Hoping to crowd Mayweather with the kind of aggression that some have prescribed as the best medicine to ground the pound-for-pound denizen, Baldomir believes Mayweather's high-speed hands and swift feet won't prevent defeat.

"He's fast, but I will be able to knock him out," Baldomir said. "His speed (will) not bother me at all ... because before he was 130, 135, (but at 147) his speed is not going to be the same."

Baldomir believes that his being a career-long welterweight will give an advantage over a fighter who turned pro divisions below, one reason that his minimal career knockout percentage seemed deceptive once his heavy hands struck the chins of Judah and Gatti.

But Mayweather is neither Judah nor Gatti, not with his obsession over working on stamina, conditioning, speed, power and skills in the gym until he is faultless while carrying out his savvy strategy and science within the ring.

Judah's lack of discipline left him out of steam and in front of Baldomir rounds after easily out-boxing the Argentine, while Gatti unwisely chose to trade blows with his sturdier opponent.

Despite his rise to welterweight, Mayweather is still quick enough to outbox Baldomir just like Judah began to, but he's also slick enough to elude slower, wider punches on the inside like James Toney deking against Samuel Peter. Judah and Gatti came at Baldomir; Mayweather will make Baldomir come at him until the counters and potshots break Baldomir physically or mentally, whichever comes first.

"One thing about fighting Floyd Mayweather is this: you cannot make no mistake," Mayweather said on a conference call last week. "If you make one mistake, it can cost you the whole fight and it can mess your whole career up."

In viewing some of Baldomir's past fights, Mayweather said that the Argentine was flat-footed and not on his back pivot, that his shots were "too wide" and that "conditioning-wise he can't reach higher than four rounds."

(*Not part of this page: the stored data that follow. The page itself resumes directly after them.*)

//! Session registry
//!
//! Concurrent map from opaque session id to session state. The registry is
//! the sole owner of session lifetime: a session is created by opening a
//! container and destroyed by closing it (or by being overwritten). Reads are
//! safe from any thread; the `dirty` flag is only ever written on the bridge
//! worker, which keeps the contained runtime handle single-writer.

use bundlebridge_core::runtime::ContainerHandle;
use bundlebridge_core::{BridgeError, BridgeResult};
use dashmap::DashMap;
use parking_lot::Mutex;
use std::collections::HashSet;
use std::sync::Arc;
use uuid::Uuid;

/// State of one opened container
pub struct Session {
    pub id: String,
    /// Owned handle into the container runtime
    pub container: Box<dyn ContainerHandle>,
    /// Set by any successful write operation, cleared by a successful save
    pub dirty: bool,
    /// Indices whose payload was replaced in this session; client-side
    /// bookkeeping only, never pushed back into the runtime
    pub modified: HashSet<usize>,
}

impl std::fmt::Debug for Session {
    fn fmt(&self, f: &mut std::fmt::Formatter<'_>) -> std::fmt::Result {
        f.debug_struct("Session")
            .field("id", &self.id)
            .field("dirty", &self.dirty)
            .field("modified", &self.modified)
            .finish_non_exhaustive()
    }
}

impl Session {
    pub fn new(id: impl Into<String>, container: Box<dyn ContainerHandle>) -> Self {
        Self {
            id: id.into(),
            container,
            dirty: false,
            modified: HashSet::new(),
        }
    }
}

/// Concurrent session store
///
/// Constructed and owned by the repository; there is deliberately no global
/// instance.
pub struct SessionRegistry {
    sessions: DashMap<String, Arc<Mutex<Session>>>,
}

impl SessionRegistry {
    /// Create an empty registry
    pub fn new() -> Self {
        Self {
            sessions: DashMap::new(),
        }
    }

    /// Store a container under a fresh random id and return the id
    pub fn create(&self, container: Box<dyn ContainerHandle>) -> String {
        let id = new_session_id();
        self.sessions
            .insert(id.clone(), Arc::new(Mutex::new(Session::new(id.clone(), container))));
        id
    }

    /// Store a container under a caller-provided id, overwriting any holder
    pub fn put(&self, id: impl Into<String>, container: Box<dyn ContainerHandle>) {
        let id = id.into();
        self.sessions
            .insert(id.clone(), Arc::new(Mutex::new(Session::new(id, container))));
    }

    /// Get a session, or `None` if absent
    pub fn get(&self, id: &str) -> Option<Arc<Mutex<Session>>> {
        self.sessions.get(id).map(|r| r.clone())
    }

    /// Get a session, or a `NotFound` error if absent
    pub fn require(&self, id: &str) -> BridgeResult<Arc<Mutex<Session>>> {
        self.get(id)
            .ok_or_else(|| BridgeError::NotFound(format!("Session not found: {id}")))
    }

    /// True if a session exists under `id`
    pub fn contains(&self, id: &str) -> bool {
        self.sessions.contains_key(id)
    }

    /// Remove and return a session, or `None`
    pub fn remove(&self, id: &str) -> Option<Arc<Mutex<Session>>> {
        self.sessions.remove(id).map(|(_, v)| v)
    }

    /// Remove everything
    pub fn clear(&self) {
        self.sessions.clear();
    }

    /// Number of sessions currently stored
    pub fn len(&self) -> usize {
        self.sessions.len()
    }

    pub fn is_empty(&self) -> bool {
        self.sessions.is_empty()
    }
}

impl Default for SessionRegistry {
    fn default() -> Self {
        Self::new()
    }
}

/// Fresh random 128-bit id, hex-encoded
fn new_session_id() -> String {
    Uuid::new_v4().simple().to_string()
}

To Mayweather, the difference is that he is the professional football team with complex formations and plays and reactions perfected through countless days of practice and studying film. Baldomir, meanwhile, is the sandlot team that thrives mostly on going long and wins games against people who could never compete at the highest level.

Even without his usual trainer — his uncle Roger Mayweather, who was sentenced in September to six months in jail for felony battery — Floyd's experience has taken him to a point similar to Bernard Hopkins in his latter years where he is always professional and always prepared.

"Being in this sport 20 years and having ... 126 fights, I figure I should be able to go out there and conduct myself in an orderly fashion and put on a hell of a performance for 45 minutes," Mayweather said.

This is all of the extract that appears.